El Frío se había convencido al ver las miradas del resto de los presentes. Seis o siete jovenzuelos, absortos en la escena. A un par de ellos el Rata los había usado ya como camellos. Muchachos que se podían formar o perder como si nada. El Arenque estaba loco, de acuerdo. No contaba con el apoyo de nadie. De acuerdo. Pero cuando hablaba de ellos, y de Roma, y de que se estaban convirtiendo en una especie de dictadores, que todos aquellos que estaban por debajo de ellos acabarían rebelándose un día… pues bien, en eso el Arenque tenía razón.
—Mientras lo escuchaban se iban convenciendo. Se veía en sus ojos, Líbano. Estaban con él, con el Arenque, y si no se movían era por miedo…
—El miedo es un buen amigo, Frío —filosofó el Libanés; el canuto le había sentado bien y le daba risa ver cómo se dilataban los puntitos lejanos de las estrellas. Sin saber por qué, se sentía feliz.
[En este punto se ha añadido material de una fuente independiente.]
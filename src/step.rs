//! Step registry and outcome types.
//!
//! A provisioning run is a fixed, ordered sequence of steps. Each step has a
//! stable numeric ID that never changes meaning or position once published;
//! new steps may only be appended. The registry is a single ordered
//! collection of step records so the ID, display name, and body can never
//! fall out of alignment.

use std::fmt;
use std::str::FromStr;

use serde::{Deserialize, Serialize};
use strum::{Display, EnumString};

use crate::config_store::Configuration;
use crate::runner::CommandRunner;

/// Stable identifier of a step. Displayed in two-digit form (`01`, `02`, ...)
/// to match the persisted state and log records.
#[derive(Debug, Clone, Copy, PartialEq, Eq, PartialOrd, Ord, Hash, Serialize, Deserialize)]
#[serde(transparent)]
pub struct StepId(pub u32);

impl fmt::Display for StepId {
    fn fmt(&self, f: &mut fmt::Formatter<'_>) -> fmt::Result {
        write!(f, "{:02}", self.0)
    }
}

impl FromStr for StepId {
    type Err = std::num::ParseIntError;

    fn from_str(s: &str) -> std::result::Result<Self, Self::Err> {
        s.trim().parse::<u32>().map(StepId)
    }
}

/// Execution mode for a step invocation.
///
/// Dry-run is a first-class, state-advancing mode: the confirmation gate is
/// shown, every lifecycle event is emitted, and a simulated success still
/// commits progress. Only the underlying destructive commands are suppressed.
#[derive(Debug, Clone, Copy, PartialEq, Eq, Display, EnumString)]
#[strum(serialize_all = "kebab-case")]
pub enum RunMode {
    Real,
    DryRun,
}

impl RunMode {
    #[inline]
    pub fn is_dry_run(self) -> bool {
        matches!(self, Self::DryRun)
    }
}

/// Terminal outcome of one step invocation.
///
/// Exactly one outcome per invocation. `Canceled` is an explicit non-failure
/// and must never be counted as an error anywhere in the system.
#[derive(Debug, Clone, Copy, PartialEq, Eq, Display, EnumString)]
#[strum(serialize_all = "UPPERCASE")]
pub enum StepOutcome {
    Done,
    Failed,
    Canceled,
}

impl StepOutcome {
    #[inline]
    pub fn is_done(self) -> bool {
        matches!(self, Self::Done)
    }
}

/// Per-invocation lifecycle state.
///
/// `Done`, `Failed`, and `Canceled` are terminal for one invocation, but a
/// step may re-enter `Running` at any later invocation (re-runnability).
#[derive(Debug, Clone, Copy, PartialEq, Eq)]
pub enum StepState {
    NotStarted,
    Running,
    Done,
    Failed,
    Canceled,
}

impl StepState {
    /// Returns true if this state ends the current invocation.
    #[inline]
    pub const fn is_terminal(self) -> bool {
        matches!(self, Self::Done | Self::Failed | Self::Canceled)
    }
}

impl From<StepOutcome> for StepState {
    fn from(outcome: StepOutcome) -> Self {
        match outcome {
            StepOutcome::Done => Self::Done,
            StepOutcome::Failed => Self::Failed,
            StepOutcome::Canceled => Self::Canceled,
        }
    }
}

/// Result reported by a step body.
#[derive(Debug, Clone)]
pub struct StepReport {
    pub success: bool,
    /// Short cause summary for failures, surfaced to the user alongside a
    /// pointer to the detailed log.
    pub cause: Option<String>,
}

impl StepReport {
    pub fn ok() -> Self {
        Self {
            success: true,
            cause: None,
        }
    }

    pub fn failed(cause: impl Into<String>) -> Self {
        Self {
            success: false,
            cause: Some(cause.into()),
        }
    }
}

/// A unit of provisioning work.
///
/// Bodies receive a configuration snapshot and a command runner; the runner
/// carries the run mode and the event sink, so a body never needs to know
/// whether it is simulating. Bodies must never touch the durable stores.
pub trait StepBody {
    fn run(&self, config: &Configuration, runner: &mut CommandRunner<'_>) -> StepReport;
}

/// One registered step: stable ID, display name, and body.
pub struct Step {
    pub id: StepId,
    pub name: &'static str,
    pub body: Box<dyn StepBody>,
}

/// Ordered, append-only collection of steps.
pub struct StepRegistry {
    steps: Vec<Step>,
}

impl StepRegistry {
    /// Build a registry from an ordered list of steps.
    ///
    /// # Panics
    ///
    /// Panics if step IDs are not strictly ascending. This is a programming
    /// error in step registration, not a runtime condition.
    pub fn new(steps: Vec<Step>) -> Self {
        for pair in steps.windows(2) {
            assert!(
                pair[0].id < pair[1].id,
                "step IDs must be strictly ascending: {} then {}",
                pair[0].id,
                pair[1].id
            );
        }
        Self { steps }
    }

    /// Steps in registration order.
    pub fn steps(&self) -> &[Step] {
        &self.steps
    }

    /// Look up a step by ID.
    pub fn get(&self, id: StepId) -> Option<&Step> {
        self.steps.iter().find(|s| s.id == id)
    }

    /// Number of registered steps.
    pub fn len(&self) -> usize {
        self.steps.len()
    }

    pub fn is_empty(&self) -> bool {
        self.steps.is_empty()
    }

    /// First step whose ID is strictly greater than `after`, in order.
    /// `None` for `after` means "start from the beginning".
    pub fn first_after(&self, after: Option<StepId>) -> Option<&Step> {
        match after {
            None => self.steps.first(),
            Some(last) => self.steps.iter().find(|s| s.id > last),
        }
    }
}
—Sí, el miedo, precisamente por eso hay que eliminar al Arenque. Para que los demás tengan miedo… porque hoy es el Arenque, pero mañana será Fulano o Mengano… y no podemos perdonar a todos, ¿verdad?
—Entonces liquidemos al Arenque… imagino que no será el último.
—No —corroboró el Frío—, pero después de eso tendremos que calmarnos un poco.
—¿Y por qué? Todo va a pedir de boca.
—Hay algo que me da mala espina, Líbano. Es como si uno de los nuestros siguiese con nosotros pero tuviese ya la cabeza en otra parte… así no podemos conservar la calle… no podemos perdonar a todos, ¡pero tampoco podemos matar a toda Roma!
—Sí, tienes razón, tenemos que liquidar al Arenque.
El Libanés pensaba que el Frío había llegado a las mismas conclusiones que él por su propia cuenta. Si había un momento propicio para hablar, era precisamente ése. Pero la marihuana se le había subido a la cabeza, y las estrellas le deslumbraban, y después de lo del Arenque tendrían tiempo para conversar, y, en fin, que no tenía ganas. Punto y basta. De forma que tampoco aquella noche el Líbano abrió su corazón a su amigo de siempre.